Set down word for word the lines that begin the entries and run through the line containing "on-demand step driven". Give nothing further.
****************
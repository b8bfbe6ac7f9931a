//! flowshark core library: NetFlow v9 decoding and offline capture analysis.
//!
//! The decoder turns one UDP payload into a [`Message`]: the 20-byte header,
//! template flowsets, and data flowsets paired with the template that
//! describes them. Templates are only honoured within the datagram that
//! carries them. Field interpretation is a separate, on-demand step driven
//! by a [`FieldScheme`] table.
//!
//! Around the decoder sit a PCAP/PCAPNG packet source, UDP extraction, and
//! an analysis layer producing a deterministic JSON [`Report`]. Parsing is
//! byte-oriented and side-effect free; all I/O is isolated in `source`.
//!
//! # Examples
//! ```no_run
//! use std::path::Path;
//!
//! use flowshark_core::{DecodeConfig, analyze_pcap_file};
//!
//! let report = analyze_pcap_file(Path::new("capture.pcapng"), &DecodeConfig::default())?;
//! println!("decoded {} messages", report.messages.len());
//! # Ok::<(), Box<dyn std::error::Error>>(())
//! ```
//!
//! Single datagrams decode without any capture around them. Data flowsets
//! whose template did not appear earlier in the same datagram are dropped
//! and reported as diagnostics:
//! ```
//! use flowshark_core::{DatagramBuilder, decode_datagram};
//!
//! let datagram = DatagramBuilder::new()
//!     .source_id(7)
//!     .template(256, &[(8, 4), (7, 2)])
//!     .data(256, &[10, 0, 0, 1, 0x01, 0xbb])
//!     .data(300, &[0; 4])
//!     .build()?;
//! let sender = "192.0.2.1:40000".parse()?;
//! let recipient = "192.0.2.2:2055".parse()?;
//!
//! let decoded = decode_datagram(&datagram, sender, recipient)?.expect("non-empty datagram");
//! assert_eq!(decoded.message.header().source_id, 7);
//! assert_eq!(decoded.message.flowsets().len(), 2);
//! assert_eq!(decoded.diagnostics.len(), 1);
//! # Ok::<(), Box<dyn std::error::Error>>(())
//! ```

use serde::Serialize;

mod analysis;
mod config;
mod fields;
mod protocols;
mod source;

pub use analysis::{
    AnalysisError, InterpretedRecords, RecordFailure, UdpDatagram, UdpError, analyze_pcap_file,
    analyze_source, interpret_message, message_report, parse_udp_datagram,
};
pub use config::{ConfigError, DecodeConfig, RecordMode, SchemeKind};
pub use fields::{
    CISCO_FIELDS, CiscoFieldScheme, CiscoLengthScheme, Field, FieldScheme, FieldValue,
    InterpretError, ParsedRecord, ValueKind, first_misplaced, interpret, interpret_records,
};
pub use protocols::netflow_v9::{
    DataFlowSet, DatagramBuilder, DecodeCase, Decoded, Diagnostic, FixtureError, FlowSet,
    FlowSetDefect, FlowSetRecord, FlowSetType, Header, Message, MessageRecord, NetFlowError,
    TemplateField, TemplateFieldRecord, TemplateFlowSet, TemplateRegistry, Truncated,
    decode_datagram, decode_message,
};
pub use source::{
    CapturedFrame, PacketEvent, PacketSource, PcapFileSource, PcapNgWriter, SourceError,
    build_ipv4_udp_frame, write_pcapng,
};

/// Current report schema version.
pub const REPORT_VERSION: u32 = 1;
/// Default timestamp used when no capture time is available.
pub const DEFAULT_GENERATED_AT: &str = "1970-01-01T00:00:00Z";

/// Analysis report with deterministic ordering.
///
/// # Examples
/// ```
/// use flowshark_core::{DecodeConfig, make_stub_report};
///
/// let report = make_stub_report("capture.pcapng", 123, &DecodeConfig::default());
/// assert_eq!(report.report_version, flowshark_core::REPORT_VERSION);
/// assert!(report.messages.is_empty());
/// ```
#[derive(Debug, Clone, Serialize)]
pub struct Report {
    /// Report schema version (not the binary version).
    pub report_version: u32,
    pub tool: ToolInfo,
    /// RFC3339 time of the last captured packet.
    pub generated_at: String,
    pub input: InputInfo,
    /// Settings the capture was decoded with.
    pub config: DecodeConfig,
    #[serde(skip_serializing_if = "Option::is_none")]
    pub capture_summary: Option<CaptureSummary>,
    /// Per-exporter summaries ordered by address, then source id.
    pub exporters: Vec<ExporterSummary>,
    /// Decoded messages in capture order.
    pub messages: Vec<MessageReport>,
    /// Datagrams that failed to decode, in capture order.
    pub failures: Vec<DecodeFailure>,
    /// Aggregated violations, errors first, then by id.
    pub violations: Vec<Violation>,
}

#[derive(Debug, Clone, Serialize)]
pub struct ToolInfo {
    pub name: String,
    pub version: String,
}

#[derive(Debug, Clone, Serialize)]
pub struct InputInfo {
    /// Input path as provided to the analyzer.
    pub path: String,
    pub bytes: u64,
}

/// Packet counts and capture time bounds.
#[derive(Debug, Clone, Default, Serialize)]
pub struct CaptureSummary {
    pub packets_total: u64,
    pub udp_datagrams: u64,
    /// UDP payloads selected for NetFlow decoding.
    pub netflow_datagrams: u64,
    #[serde(skip_serializing_if = "Option::is_none")]
    pub time_start: Option<String>,
    #[serde(skip_serializing_if = "Option::is_none")]
    pub time_end: Option<String>,
}

/// Counters for one exporter, identified by address and source id.
#[derive(Debug, Clone, Serialize)]
pub struct ExporterSummary {
    pub address: String,
    pub source_id: u32,
    pub messages: u64,
    pub template_flowsets: u64,
    pub data_flowsets: u64,
    /// Data flowsets discarded because their template was not in the datagram.
    pub dropped_flowsets: u64,
    /// Records interpreted without error.
    pub records: u64,
    /// Jumps forward in the export sequence counter.
    pub sequence_gaps: u64,
    /// Export packets skipped over by those jumps.
    pub missed_sequences: u64,
    /// Packets whose sequence number went backwards or repeated.
    pub out_of_order: u64,
}

/// A decoded message in fixture form, plus timing and interpreted records.
#[derive(Debug, Clone, Serialize)]
#[serde(rename_all = "camelCase")]
pub struct MessageReport {
    #[serde(flatten)]
    pub message: MessageRecord,
    #[serde(skip_serializing_if = "Option::is_none")]
    pub captured_at: Option<String>,
    /// Header export time as RFC3339.
    #[serde(skip_serializing_if = "Option::is_none")]
    pub exported_at: Option<String>,
    #[serde(skip_serializing_if = "Vec::is_empty")]
    pub records: Vec<RecordReport>,
}

/// One interpreted data record.
#[derive(Debug, Clone, Serialize)]
pub struct RecordReport {
    #[serde(rename = "flowsetID")]
    pub flowset_id: u16,
    /// Position of the record within its flowset.
    pub index: usize,
    pub fields: Vec<FieldEntry>,
}

#[derive(Debug, Clone, Serialize)]
pub struct FieldEntry {
    pub name: &'static str,
    #[serde(rename = "type")]
    pub type_id: u16,
    pub value: FieldValue,
}

/// A datagram the decoder rejected.
#[derive(Debug, Clone, Serialize)]
pub struct DecodeFailure {
    pub sender: String,
    #[serde(skip_serializing_if = "Option::is_none")]
    pub captured_at: Option<String>,
    pub code: String,
    pub message: String,
}

/// Aggregated occurrences of one violation id.
///
/// # Examples
/// ```
/// use flowshark_core::Violation;
///
/// let violation = Violation {
///     id: "NFV9-UNKNOWN-FIELD".to_string(),
///     severity: "warning".to_string(),
///     message: "field type not in the field table".to_string(),
///     count: 1,
///     examples: vec!["sender 10.0.0.1:50000 @ 1970-01-01T00:00:00Z".to_string()],
/// };
/// assert_eq!(violation.count, 1);
/// ```
#[derive(Debug, Clone, Serialize)]
pub struct Violation {
    /// Stable identifier such as `NFV9-MALFORMED-HEADER`.
    pub id: String,
    /// `error` or `warning`.
    pub severity: String,
    pub message: String,
    pub count: u64,
    /// First few occurrences, formatted as `sender ip:port @ ts: detail`.
    #[serde(skip_serializing_if = "Vec::is_empty")]
    pub examples: Vec<String>,
}

/// Builds a report with base fields filled and empty aggregates.
pub fn make_stub_report(input_path: &str, input_bytes: u64, config: &DecodeConfig) -> Report {
    Report {
        report_version: REPORT_VERSION,
        tool: ToolInfo {
            name: "flowshark".to_string(),
            version: env!("CARGO_PKG_VERSION").to_string(),
        },
        generated_at: DEFAULT_GENERATED_AT.to_string(),
        input: InputInfo {
            path: input_path.to_string(),
            bytes: input_bytes,
        },
        config: config.clone(),
        capture_summary: None,
        exporters: Vec::new(),
        messages: Vec::new(),
        failures: Vec::new(),
        violations: Vec::new(),
    }
}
****************
=== Answer box ===
repository b8bfbe6ac7f9931a
//! flowshark core library: NetFlow v9 decoding and offline capture analysis.
//!
//! The decoder turns one UDP payload into a [`Message`]: the 20-byte header,
//! template flowsets, and data flowsets paired with the template that
//! describes them. Templates are only honoured within the datagram that
//! carries them. Field interpretation is a separate, on-demand step driven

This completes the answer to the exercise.